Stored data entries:

================================

//! In-process store backed by a sorted map.

use crate::error::StoreError;
use crate::store::tree::{Backend, Entry, TreeStore};
use parking_lot::RwLock;
use std::collections::BTreeMap;
use std::ops::Bound;
use std::sync::atomic::{AtomicU64, Ordering};

#[derive(Debug, Default)]
pub struct MemoryBackend {
    entries: RwLock<BTreeMap<String, Entry>>,
    index: AtomicU64,
}

impl Backend for MemoryBackend {
    fn read(&self, key: &str) -> Result<Option<Entry>, StoreError> {
        Ok(self.entries.read().get(key).cloned())
    }

    fn write(&self, key: &str, entry: &Entry) -> Result<(), StoreError> {
        self.entries.write().insert(key.to_string(), entry.clone());
        Ok(())
    }

    fn remove(&self, key: &str) -> Result<(), StoreError> {
        self.entries.write().remove(key);
        Ok(())
    }

    fn scan(&self, prefix: &str) -> Result<Vec<(String, Entry)>, StoreError> {
        let entries = self.entries.read();
        Ok(entries
            .range::<str, _>((Bound::Included(prefix), Bound::Unbounded))
            .take_while(|(key, _)| key.starts_with(prefix))
            .map(|(key, entry)| (key.clone(), entry.clone()))
            .collect())
    }

    fn next_index(&self) -> Result<u64, StoreError> {
        Ok(self.index.fetch_add(1, Ordering::SeqCst) + 1)
    }
}

/// Hierarchical store kept entirely in memory.
pub type MemoryStore = TreeStore<MemoryBackend>;

impl TreeStore<MemoryBackend> {
    pub fn new() -> Self {
        TreeStore::with_backend(MemoryBackend::default())
    }
}

impl Default for TreeStore<MemoryBackend> {
    fn default() -> Self {
        Self::new()
    }
}
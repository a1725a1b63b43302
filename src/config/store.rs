//! StoreConfig: which store the tooling talks to, and how long a command may take.

use crate::config::xdg;
use crate::error::ToolError;
use serde::{Deserialize, Serialize};
use std::path::PathBuf;
use std::time::Duration;

#[derive(Debug, Clone, Copy, Default, PartialEq, Eq, Serialize, Deserialize, clap::ValueEnum)]
#[serde(rename_all = "lowercase")]
pub enum BackendKind {
    /// Process-local; contents are lost on exit
    Memory,
    /// Persistent sled database
    #[default]
    Sled,
}

/// Store configuration
#[derive(Debug, Clone, Default, PartialEq, Serialize, Deserialize)]
pub struct StoreConfig {
    #[serde(default)]
    pub backend: BackendKind,

    /// Sled directory; None means `$XDG_DATA_HOME/kvtree/store`
    #[serde(default)]
    pub path: Option<PathBuf>,

    /// Deadline applied to each command, in milliseconds
    #[serde(default)]
    pub timeout_ms: Option<u64>,
}

impl StoreConfig {
    /// Resolve the sled directory to an actual filesystem location.
    pub fn resolve_path(&self) -> Result<PathBuf, ToolError> {
        match &self.path {
            Some(path) => Ok(path.clone()),
            None => xdg::default_store_dir(),
        }
    }

    pub fn timeout(&self) -> Option<Duration> {
        self.timeout_ms.map(Duration::from_millis)
    }
}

================================

▶ _The task_
Go line by line through the records above and copy each one containing "Debug".

▶ _Solution to this exercise_
#[derive(Debug, Default)]
#[derive(Debug, Clone, Copy, Default, PartialEq, Eq, Serialize, Deserialize, clap::ValueEnum)]
#[derive(Debug, Clone, Default, PartialEq, Serialize, Deserialize)]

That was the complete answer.